Explicit Conversion#
Let’s try converting a single Unicode emoji character 😀 (U+1F600 GRINNING FACE) expressed as four UTF-8 code units (0xF0, 0x9F, 0x98, 0x80) to UTF-16 (where it is the surrogate pair 0xD83D, 0xDE00).
std::vector<char16_t> out;
auto it = std::back_inserter (out);
icubaby::t8_16 t;
for (auto cu: {0xF0, 0x9F, 0x98, 0x80}) {
it = t (cu, it);
}
it = t.end_cp (it);
The out
vector will contain a two UTF-16 code units 0xD83D and 0xDE00.

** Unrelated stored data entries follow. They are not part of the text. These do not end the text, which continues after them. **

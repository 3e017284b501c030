//! Per-node compartment automaton with susceptible-neighbour bookkeeping.
//!
//! Every infected node owns the set of its currently susceptible neighbours.
//! The sets drive both the infection hazard and the R0 estimate, and are kept
//! in step with the current edge set through `on_edge_added` /
//! `on_edge_removed`.

use std::collections::{BTreeMap, BTreeSet};

use super::observables::Observables;
use super::process::{Compartment, Transition, TransitionTable};
use crate::error::{Error, Result};
use crate::network::{DynamicGraph, Edge};

/// Full node configuration at one instant, as archived by the
/// quasi-stationary controller.
#[derive(Clone, Debug, PartialEq)]
pub struct Configuration {
    pub time: f64,
    pub status: Vec<Compartment>,
    pub edges: Vec<Edge>,
}

/// Compartment state of one simulation run.
#[derive(Clone, Debug)]
pub struct EpidemicState {
    table: TransitionTable,
    status: Vec<Compartment>,
    counts: [usize; 3],
    /// infected node -> its susceptible neighbours
    susceptible_neighbors: BTreeMap<usize, BTreeSet<usize>>,
    si_edges: usize,
    /// Clock time of the last change applied to this state.
    pub last_active_time: f64,
    observables: Observables,
}

impl EpidemicState {
    /// All nodes susceptible.
    pub fn new(table: TransitionTable, n: usize, time: f64) -> Self {
        Self {
            table,
            status: vec![Compartment::Susceptible; n],
            counts: [n, 0, 0],
            susceptible_neighbors: BTreeMap::new(),
            si_edges: 0,
            last_active_time: time,
            observables: Observables::default(),
        }
    }

    /// State with the given statuses on `graph`.
    pub fn from_configuration(
        table: TransitionTable,
        status: Vec<Compartment>,
        graph: &DynamicGraph,
        time: f64,
    ) -> Result<Self> {
        let mut state = Self::new(table, graph.n(), time);
        state.reset_configuration(time, status, graph)?;
        Ok(state)
    }

    /// Replace every node status and rebuild counts and neighbour sets.
    /// Recorded observables are kept.
    pub fn reset_configuration(
        &mut self,
        time: f64,
        status: Vec<Compartment>,
        graph: &DynamicGraph,
    ) -> Result<()> {
        if status.len() != graph.n() {
            return Err(Error::InvalidConfig(format!(
                "configuration has {} statuses for {} nodes",
                status.len(),
                graph.n()
            )));
        }
        if let Some(&bad) = status.iter().find(|&&c| !self.table.uses(c)) {
            return Err(Error::InvalidConfig(format!(
                "compartment {bad:?} does not exist in {:?}",
                self.table.process()
            )));
        }

        self.status = status;
        self.counts = [0; 3];
        for &c in &self.status {
            self.counts[c.index()] += 1;
        }
        self.susceptible_neighbors.clear();
        self.si_edges = 0;
        for node in 0..self.status.len() {
            if self.status[node] == Compartment::Infected {
                let set: BTreeSet<usize> = graph
                    .neighbors(node)
                    .filter(|&v| self.status[v] == Compartment::Susceptible)
                    .collect();
                self.si_edges += set.len();
                self.susceptible_neighbors.insert(node, set);
            }
        }
        self.last_active_time = time;
        Ok(())
    }

    pub fn table(&self) -> &TransitionTable {
        &self.table
    }

    pub fn n(&self) -> usize {
        self.status.len()
    }

    pub fn status(&self) -> &[Compartment] {
        &self.status
    }

    #[inline]
    pub fn count(&self, compartment: Compartment) -> usize {
        self.counts[compartment.index()]
    }

    /// Counts ordered S, I, R.
    #[inline]
    pub fn counts(&self) -> [usize; 3] {
        self.counts
    }

    /// Number of (infected, susceptible) neighbour pairs.
    #[inline]
    pub fn si_edge_count(&self) -> usize {
        self.si_edges
    }

    /// Infected nodes with their susceptible neighbours, by node id.
    pub fn infected_with_susceptible_neighbors(
        &self,
    ) -> impl Iterator<Item = (usize, &BTreeSet<usize>)> + '_ {
        self.susceptible_neighbors.iter().map(|(&node, set)| (node, set))
    }

    /// The `k`-th infected node in id order.
    pub fn nth_infected(&self, k: usize) -> Option<usize> {
        self.susceptible_neighbors.keys().nth(k).copied()
    }

    /// The `k`-th node in `compartment`, in id order.
    pub fn nth_in(&self, compartment: Compartment, k: usize) -> Option<usize> {
        self.status
            .iter()
            .enumerate()
            .filter(|&(_, &c)| c == compartment)
            .nth(k)
            .map(|(node, _)| node)
    }

    pub fn observables(&self) -> &Observables {
        &self.observables
    }

    pub fn observables_mut(&mut self) -> &mut Observables {
        &mut self.observables
    }

    pub fn into_observables(self) -> Observables {
        self.observables
    }

    /// Snapshot of statuses and edges for archiving.
    pub fn configuration(&self, graph: &DynamicGraph) -> Configuration {
        Configuration {
            time: self.last_active_time,
            status: self.status.clone(),
            edges: graph.sorted_edges(),
        }
    }

    /// Apply a named transition to `node`.
    ///
    /// Fails with `IllegalTransition` when the active process has no such
    /// transition out of the node's current compartment; nothing changes then.
    pub fn apply(
        &mut self,
        node: usize,
        transition: Transition,
        graph: &DynamicGraph,
    ) -> Result<Compartment> {
        let Some(&from) = self.status.get(node) else {
            return Err(Error::InvalidConfig(format!(
                "node {node} out of range for N={}",
                self.status.len()
            )));
        };
        let Some(to) = self.table.target(transition, from) else {
            return Err(Error::IllegalTransition {
                node,
                transition,
                from,
                process: self.table.process(),
            });
        };

        self.leave(node, from, graph);
        self.status[node] = to;
        self.counts[from.index()] -= 1;
        self.counts[to.index()] += 1;
        self.enter(node, to, graph);
        Ok(to)
    }

    /// Keep neighbour sets in step with a new edge.
    pub fn on_edge_added(&mut self, i: usize, j: usize) {
        if let Some((infected, susceptible)) = self.si_pair(i, j) {
            if let Some(set) = self.susceptible_neighbors.get_mut(&infected) {
                if set.insert(susceptible) {
                    self.si_edges += 1;
                }
            }
        }
    }

    /// Keep neighbour sets in step with a removed edge.
    pub fn on_edge_removed(&mut self, i: usize, j: usize) {
        if let Some((infected, susceptible)) = self.si_pair(i, j) {
            if let Some(set) = self.susceptible_neighbors.get_mut(&infected) {
                if set.remove(&susceptible) {
                    self.si_edges -= 1;
                }
            }
        }
    }

    /// Current R0 estimate: mean over infected nodes of their expected number
    /// of secondary infections, `η·s_i/ρ` (or `η·s_i/(k_i·ρ)` when node based).
    pub fn reproduction_number(
        &self,
        graph: &DynamicGraph,
        infection_rate: f64,
        recovery_rate: f64,
    ) -> f64 {
        let infected = self.count(Compartment::Infected);
        if infected == 0 {
            return 0.0;
        }
        let node_based = self.table.process().is_node_based();
        let pressure: f64 = self
            .susceptible_neighbors
            .iter()
            .map(|(&node, set)| {
                let s = set.len() as f64;
                if node_based {
                    let k = graph.degree(node);
                    if k == 0 {
                        0.0
                    } else {
                        s / k as f64
                    }
                } else {
                    s
                }
            })
            .sum();
        let spread = infection_rate * pressure / infected as f64;
        if spread <= 0.0 {
            0.0
        } else if recovery_rate <= 0.0 {
            f64::INFINITY
        } else {
            spread / recovery_rate
        }
    }

    fn si_pair(&self, i: usize, j: usize) -> Option<(usize, usize)> {
        match (self.status.get(i)?, self.status.get(j)?) {
            (Compartment::Infected, Compartment::Susceptible) => Some((i, j)),
            (Compartment::Susceptible, Compartment::Infected) => Some((j, i)),
            _ => None,
        }
    }

    fn leave(&mut self, node: usize, from: Compartment, graph: &DynamicGraph) {
        match from {
            Compartment::Susceptible => {
                for u in graph.neighbors(node) {
                    if let Some(set) = self.susceptible_neighbors.get_mut(&u) {
                        if set.remove(&node) {
                            self.si_edges -= 1;
                        }
                    }
                }
            }
            Compartment::Infected => {
                if let Some(set) = self.susceptible_neighbors.remove(&node) {
                    self.si_edges -= set.len();
                }
            }
            Compartment::Recovered => {}
        }
    }

    fn enter(&mut self, node: usize, to: Compartment, graph: &DynamicGraph) {
        match to {
            Compartment::Susceptible => {
                for u in graph.neighbors(node) {
                    if let Some(set) = self.susceptible_neighbors.get_mut(&u) {
                        if set.insert(node) {
                            self.si_edges += 1;
                        }
                    }
                }
            }
            Compartment::Infected => {
                let set: BTreeSet<usize> = graph
                    .neighbors(node)
                    .filter(|&v| self.status[v] == Compartment::Susceptible)
                    .collect();
                self.si_edges += set.len();
                self.susceptible_neighbors.insert(node, set);
            }
            Compartment::Recovered => {}
        }
    }
}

Disecting the explicit conversion code#
Define where and how the output should be written:
std::vector<char16_t> out; auto it = std::back_inserter (out);
For the purposes of this example, we write the encoded output to a std::vector<char16_t>. Use the container of your choice!
Create the transcoder instance:
icubaby::t8_16 t;
icubaby::t8_16
is an alias to a specialization oficubaby::transcoder
which converts from UTF-8 to UTF-16.Pass each code unit and the output iterator to the transcoder.
for (auto cu: {0xF0, 0x9F, 0x98, 0x80}) { it = t (cu, it); }
For each code unit, call
icubaby::transcoder::operator()()
.Tell the transcoder that we’ve reached the end of the input. This ensures that the sequence didn’t end part way through a code point.
it = t.end_cp (it);
It’s only necessary to make a single call to
icubaby::transcoder::end_cp()
once all of the input has been fed to the transcoder.